If you’re fed up with books about lucky westerners going through a patch of angst, then read The Rainbow Troops by Andrea Hirata, which was originally published in Indonesian.  It is now available in English translated by Angie Kilbane; I read the Australian edition from Random House.

The Rainbow Troops are a group of dirt-poor students from the ramshackle Muhammadiyah Elementary School on the Indonesian Island of Belitong. Have you heard of Muhammadiyah?  I hadn’t, until I read The Rainbow Troops, but I now know it’s a charity that helps Muslims via education – the novel employs all sorts of Malay and Muslim words and concepts previously unknown to me.

The Rainbow Troops get their name from sitting in a tree in their schoolyard looking for rainbows.  In Indonesian they are called Laskar Pelangi. Either the author, or the translator, explains that pelangi means rainbow, and laskar means warriors, but I suppose the novel couldn’t be called, in English, The Rainbow Warriors, because of associations with Greenpeace?

Mind you, The Rainbow Troops fight hard for their environment, and this novel might prod you to do a light spot of internet research on tin mining in Indonesia. Tin mining is the backbone of the Belitong economy, and one of myriad threats to the existence of The Muhammadiyah School comes from a rapacious mining company which wants to knock it down to dredge the land it stands on. The Rainbow Troops see off this threat, as they see off many others.

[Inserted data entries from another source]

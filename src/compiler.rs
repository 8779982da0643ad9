//! Compile a [PipelineGraph] into a GStreamer pipeline description.
//!
//! - Nodes are visited in topological order; each contributes its own segment.
//! - A single downstream edge is a ` ! ` link. Several downstream edges end the
//!   chain in a `tee` and start one `<tee>. ! queue` branch per edge.
//! - Sources with a format hint are followed by the matching demuxer, or by the
//!   generic detection stage.
//! - Size-limiting clauses are first-writer-wins along each path: once an
//!   upstream node applied one, downstream clauses are dropped.

use std::collections::HashMap;

use tracing::{info, instrument};

use crate::error::Result;
use crate::formats::stage_elements;
use crate::graph::PipelineGraph;
use crate::types::Segment;

/// Compiles the graph into one pipeline description string.
///
/// Pure and deterministic for an unchanged graph. Propagates
/// [crate::GraphError::Cycle] from the topological sort.
#[instrument(level = "trace", skip(graph))]
pub fn compile(graph: &PipelineGraph) -> Result<String> {
  let order = graph.topological_order()?;
  let segments: HashMap<&str, Segment> = order
    .iter()
    .filter_map(|id| graph.node(id).map(|n| (id.as_str(), n.segment())))
    .collect();

  let mut chains = Vec::new();
  for root in order.iter().filter(|id| graph.incoming(id).is_empty()) {
    emit_chain(graph, &segments, root, None, false, &mut chains);
  }

  info!(
    node_count = graph.len(),
    edge_count = graph.edge_count(),
    chain_count = chains.len(),
    "compilation complete"
  );
  Ok(chains.join(" "))
}

/// Name of the tee element placed after a fan-out node.
pub(crate) fn tee_name(node_id: &str) -> String {
  format!("{}_tee", node_id)
}

/// Appends the chain starting at `start` to `chains`, then its tee branches.
fn emit_chain(
  graph: &PipelineGraph,
  segments: &HashMap<&str, Segment>,
  start: &str,
  branch_of: Option<&str>,
  mut limited: bool,
  chains: &mut Vec<String>,
) {
  let mut parts: Vec<String> = Vec::new();
  if let Some(tee_owner) = branch_of {
    parts.push(format!("{}. ! queue", tee_name(tee_owner)));
  }

  let mut current = start;
  loop {
    if let Some(segment) = segments.get(current) {
      let has_limit = segment.size_limit.is_some();
      parts.push(segment.render(has_limit && !limited));
      limited |= has_limit;
      if let Some(stage) = &segment.format {
        parts.extend(stage_elements(stage).into_iter().map(String::from));
      }
    }

    let outgoing = graph.outgoing(current);
    match outgoing.as_slice() {
      [] => {
        chains.push(parts.join(" ! "));
        return;
      }
      [edge] => current = edge.target_id.as_str(),
      edges => {
        parts.push(format!("tee name={}", tee_name(current)));
        chains.push(parts.join(" ! "));
        for edge in edges {
          emit_chain(
            graph,
            segments,
            &edge.target_id,
            Some(current),
            limited,
            chains,
          );
        }
        return;
      }
    }
  }
}
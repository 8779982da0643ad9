//! Graph model types: data types, ports, node kinds, nodes, edges and segments.

pub(crate) mod config;
mod data_type;
mod edge;
mod node_kind;
mod pipeline_node;
mod port;
mod segment;
#[cfg(test)]
mod segment_test;

pub use config::{Config, ConfigValue, Constraint, FieldSpec};
pub use data_type::DataType;
pub use edge::{Edge, EdgeId};
pub use node_kind::{NodeKind, Role};
pub use pipeline_node::PipelineNode;
pub use port::{Port, PortDirection, compatible};
pub use segment::{FormatStage, Segment, SizeLimit, quote_value};

/// Identifier of a node within one graph.
pub type NodeId = String;
//! Portable document: graph structure, compiled pipeline and snippets.

use std::collections::BTreeMap;
use std::str::FromStr;

use chrono::{DateTime, Utc};
use serde::{Deserialize, Serialize};
use tracing::{info, instrument};

use crate::compiler::compile;
use crate::error::Result;
use crate::graph::PipelineGraph;
use crate::snippets::SnippetKind;
use crate::types::{Config, NodeKind, PipelineNode};

/// Document format version written to metadata.
pub const DOCUMENT_VERSION: &str = "1.0";

/// One node as stored in a document.
#[derive(Debug, Clone, PartialEq, Serialize, Deserialize)]
pub struct NodeRecord {
  pub id: String,
  pub kind: String,
  #[serde(default)]
  pub name: String,
  #[serde(default)]
  pub config: Config,
}

/// One edge as stored in a document.
#[derive(Debug, Clone, PartialEq, Eq, Serialize, Deserialize)]
pub struct EdgeRecord {
  pub source_id: String,
  pub source_port: usize,
  pub target_id: String,
  pub target_port: usize,
}

/// Provenance information attached to an exported document.
#[derive(Debug, Clone, PartialEq, Serialize, Deserialize)]
pub struct DocumentMetadata {
  pub created_by: String,
  pub created_at: DateTime<Utc>,
  pub version: String,
  pub target_platform: String,
  pub gstreamer_version: String,
  pub description: String,
}

impl DocumentMetadata {
  /// Metadata stamped with the current time.
  pub fn new(created_by: impl Into<String>) -> Self {
    Self::at(created_by, Utc::now())
  }

  pub fn at(created_by: impl Into<String>, created_at: DateTime<Utc>) -> Self {
    Self {
      created_by: created_by.into(),
      created_at,
      version: DOCUMENT_VERSION.to_string(),
      target_platform: "embedded_linux".to_string(),
      gstreamer_version: "1.0+".to_string(),
      description: "GStreamer pipeline generated from a node graph".to_string(),
    }
  }
}

/// The exported artifact.
#[derive(Debug, Clone, PartialEq, Serialize, Deserialize)]
pub struct PipelineDocument {
  pub nodes: Vec<NodeRecord>,
  pub edges: Vec<EdgeRecord>,
  pub pipeline: String,
  #[serde(default)]
  pub snippets: BTreeMap<String, String>,
  #[serde(default, skip_serializing_if = "Option::is_none")]
  pub metadata: Option<DocumentMetadata>,
}

/// What [export_document] includes besides the graph itself.
#[derive(Debug, Clone)]
pub struct ExportOptions {
  pub snippets: Vec<SnippetKind>,
  pub metadata: Option<DocumentMetadata>,
}

impl Default for ExportOptions {
  fn default() -> Self {
    Self {
      snippets: SnippetKind::ALL.to_vec(),
      metadata: None,
    }
  }
}

/// Serializes the graph, its compiled pipeline and the requested snippets.
#[instrument(level = "trace", skip(graph, options))]
pub fn export_document(graph: &PipelineGraph, options: &ExportOptions) -> Result<PipelineDocument> {
  let pipeline = compile(graph)?;
  let nodes = graph
    .nodes()
    .map(|n| NodeRecord {
      id: n.id().to_string(),
      kind: n.kind().as_str().to_string(),
      name: n.name().to_string(),
      config: n.config().clone(),
    })
    .collect();
  let edges = graph
    .edges()
    .map(|e| EdgeRecord {
      source_id: e.source_id.clone(),
      source_port: e.source_port,
      target_id: e.target_id.clone(),
      target_port: e.target_port,
    })
    .collect();
  let snippets = options
    .snippets
    .iter()
    .map(|k| (k.name().to_string(), k.render(&pipeline)))
    .collect();

  info!(
    node_count = graph.len(),
    edge_count = graph.edge_count(),
    "document exported"
  );
  Ok(PipelineDocument {
    nodes,
    edges,
    pipeline,
    snippets,
    metadata: options.metadata.clone(),
  })
}

impl PipelineGraph {
  /// Rebuilds a graph from a document's `nodes` and `edges`.
  ///
  /// Every config value and edge is validated again; the stored `pipeline`
  /// and `snippets` are ignored.
  #[instrument(level = "trace", skip(doc))]
  pub fn from_document(doc: &PipelineDocument) -> Result<Self> {
    let mut graph = PipelineGraph::new();
    for record in &doc.nodes {
      let kind = NodeKind::from_str(&record.kind)?;
      let mut node = PipelineNode::new(record.id.as_str(), kind);
      if !record.name.is_empty() {
        node.set_name(record.name.as_str());
      }
      for (key, value) in &record.config {
        node.set_config(key, value.clone())?;
      }
      graph.add_node(node)?;
    }
    for e in &doc.edges {
      graph.add_edge(&e.source_id, e.source_port, &e.target_id, e.target_port)?;
    }
    Ok(graph)
  }
}
//! Container formats, their demuxers, and the stage inserted after a source.

use std::collections::HashMap;

use once_cell::sync::Lazy;

use crate::types::FormatStage;

/// Format value that asks for automatic detection.
pub const AUTO_DETECT: &str = "auto-detect";

/// Generic stage used when no dedicated demuxer is known.
pub const FALLBACK_DEMUXER: &str = "decodebin";

/// Type detection element placed before the generic stage.
pub const TYPEFIND: &str = "typefind";

/// Every accepted value of the file source `format` field.
pub const CONTAINER_FORMATS: &[&str] = &[
  AUTO_DETECT,
  "mp4",
  "mkv",
  "avi",
  "mov",
  "wmv",
  "flv",
  "webm",
  "ts",
  "m2ts",
  "mts",
  "3gp",
  "ogv",
  "rm",
  "rmvb",
];

static DEMUXERS: Lazy<HashMap<&'static str, &'static str>> = Lazy::new(|| {
  HashMap::from([
    ("mp4", "qtdemux"),
    ("mov", "qtdemux"),
    ("mkv", "matroskademux"),
    ("webm", "matroskademux"),
    ("avi", "avidemux"),
    ("ts", "tsdemux"),
    ("flv", "flvdemux"),
  ])
});

/// Demuxer element for a container format, or [FALLBACK_DEMUXER].
pub fn demuxer_for(format: &str) -> &'static str {
  DEMUXERS.get(format).copied().unwrap_or(FALLBACK_DEMUXER)
}

/// Picks a container format from a file path's extension (case-insensitive).
pub fn format_for_path(path: &str) -> Option<&'static str> {
  let (_, ext) = path.rsplit_once('.')?;
  if ext.contains('/') {
    return None;
  }
  let ext = ext.to_ascii_lowercase();
  CONTAINER_FORMATS
    .iter()
    .copied()
    .filter(|f| *f != AUTO_DETECT)
    .find(|f| *f == ext)
}

/// Elements the compiler places directly after a source's own segment.
pub fn stage_elements(stage: &FormatStage) -> Vec<&'static str> {
  match stage {
    FormatStage::Container(format) => vec![demuxer_for(format)],
    FormatStage::Detect { typefind: true } => vec![TYPEFIND, FALLBACK_DEMUXER],
    FormatStage::Detect { typefind: false } => vec![FALLBACK_DEMUXER],
  }
}
use cumulus_core::metadata::options_from;
use cumulus_core::{AdapterConfig, CloudinaryConfig, Metadata, ProviderCredentials, ProviderOptions, ResourceType};
use cumulus_storage::{CloudinaryStorage, Identifier, Storage, StorageError, UploadSource};
use mockito::Matcher;
use serde_json::json;

fn config(server: &mockito::Server, adapter: AdapterConfig) -> CloudinaryConfig {
    CloudinaryConfig::new(ProviderCredentials::new("demo", "1234", "secret"), adapter)
        .with_api_base_url(server.url())
        .with_delivery_base_url(server.url())
}

#[tokio::test]
async fn upload_reconciles_id_from_api_response() {
    let mut server = mockito::Server::new_async().await;
    let mock = server
        .mock("POST", "/v1_1/demo/image/upload")
        .match_body(Matcher::AllOf(vec![
            Matcher::Regex(r#"name="public_id"\r\n\r\nstore/foo\r\n"#.to_string()),
            Matcher::Regex(r#"name="type"\r\n\r\nupload\r\n"#.to_string()),
        ]))
        .with_status(200)
        .with_body(
            json!({
                "public_id": "store/foo",
                "format": "jpg",
                "resource_type": "image",
                "type": "upload",
                "bytes": 4,
                "width": 2,
                "height": 2
            })
            .to_string(),
        )
        .create_async()
        .await;
    let storage = CloudinaryStorage::from_config(&config(
        &server,
        AdapterConfig::new(ResourceType::Image).with_prefix("store"),
    ))
    .unwrap();

    let outcome = storage
        .upload(
            UploadSource::from_bytes(&b"data"[..]),
            Identifier::new("foo.mp4"),
            Metadata::new(),
            ProviderOptions::new(),
        )
        .await
        .unwrap();

    mock.assert_async().await;
    assert_eq!(outcome.id, "foo.jpg");
    assert_eq!(
        serde_json::Value::Object(outcome.metadata),
        json!({"size": 4, "mime_type": "image/jpeg", "width": 2, "height": 2})
    );
}

#[tokio::test]
async fn chunked_upload_over_http() {
    let mut server = mockito::Server::new_async().await;
    let first = server
        .mock("POST", "/v1_1/demo/video/upload")
        .match_header("content-range", "bytes 0-5/8")
        .with_status(200)
        .with_body("{}")
        .create_async()
        .await;
    let last = server
        .mock("POST", "/v1_1/demo/video/upload")
        .match_header("content-range", "bytes 6-7/8")
        .with_status(200)
        .with_body(json!({"public_id": "clip", "format": "mp4", "bytes": 8}).to_string())
        .create_async()
        .await;
    let storage = CloudinaryStorage::from_config(&config(
        &server,
        AdapterConfig::new(ResourceType::Video).with_large_threshold(8),
    ))
    .unwrap();

    let outcome = storage
        .upload(
            UploadSource::from_bytes(&b"01234567"[..]),
            Identifier::new("clip.mov"),
            Metadata::new(),
            options_from(json!({"chunk_size": 6})),
        )
        .await
        .unwrap();

    first.assert_async().await;
    last.assert_async().await;
    assert_eq!(outcome.id, "clip.mp4");
    assert_eq!(outcome.metadata["mime_type"], json!("video/mp4"));
}

#[tokio::test]
async fn exists_and_bulk_delete_use_admin_api() {
    let mut server = mockito::Server::new_async().await;
    let lookup = server
        .mock("GET", "/v1_1/demo/resources/raw/private")
        .match_query(Matcher::UrlEncoded(
            "public_ids[]".to_string(),
            "docs/report.pdf".to_string(),
        ))
        .with_status(200)
        .with_body(json!({"resources": [{"public_id": "docs/report.pdf"}]}).to_string())
        .create_async()
        .await;
    let delete = server
        .mock("DELETE", "/v1_1/demo/resources/raw/private")
        .match_query(Matcher::AllOf(vec![
            Matcher::UrlEncoded("public_ids[]".to_string(), "docs/report.pdf".to_string()),
            Matcher::UrlEncoded("public_ids[]".to_string(), "docs/notes.txt".to_string()),
        ]))
        .with_status(200)
        .with_body(json!({"deleted": {"docs/report.pdf": "deleted", "docs/notes.txt": "deleted"}}).to_string())
        .expect(1)
        .create_async()
        .await;
    let storage = CloudinaryStorage::from_config(&config(
        &server,
        AdapterConfig::new(ResourceType::Raw)
            .with_prefix("docs")
            .with_delivery_type("private"),
    ))
    .unwrap();

    assert!(storage.exists("report.pdf").await.unwrap());
    storage
        .multi_delete(&["report.pdf".to_string(), "notes.txt".to_string()])
        .await
        .unwrap();

    lookup.assert_async().await;
    delete.assert_async().await;
}

#[tokio::test]
async fn api_error_surfaces_as_provider_error() {
    let mut server = mockito::Server::new_async().await;
    server
        .mock("POST", "/v1_1/demo/image/destroy")
        .with_status(401)
        .with_body(json!({"error": {"message": "Invalid Signature"}}).to_string())
        .create_async()
        .await;
    let storage = CloudinaryStorage::from_config(&config(&server, AdapterConfig::default())).unwrap();

    let err = storage.delete("foo.jpg").await.unwrap_err();

    match err {
        StorageError::Provider(e) => assert!(e.to_string().contains("Invalid Signature")),
        other => panic!("unexpected error: {:?}", other),
    }
}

This is not, however, a feel good novel with happy endings all round. The narrator, Ikal, is a clever boy, but not the cleverest in his class; he perpetually comes second to Lintang, a genius who is so desperate for an education that he daily crosses crocodile infested swamps to get to school.  Lintang’s fate will make your blood boil, as will this whole novel, it is a book furious at the injustice of the world, but it wears its anger lightly, and it charms, rather than lectures – it deceives you into thinking.

There is only one girl in Ikal’s year, a gender imbalance he appears not to notice, although I’m sure all western readers will ponder it.  The novel does, however, have a courageous, inspiring female character, Bu Mus, one of the two extraordinary teachers who provide The Rainbow Troops with hope for the future. Bu Mus is only fifteen when she starts teaching, she is not qualified in any way that would be recognised in the West, she receives no pay for her work – and she is a heroine adamant the children in her care will be freed by education from the illiteracy and drudgery which blight their parents’ lives.

I urge you to read The Rainbow Troops.  Unless you share Ikal’s background, it will force you to think about lives very different from your own, and unless you are impoverished by Asian standards, it will force you to consider how privileged you are.  But this is not a self-consciously worthy or earnest book, it is instead gentle: warm, tender, and heartbreaking.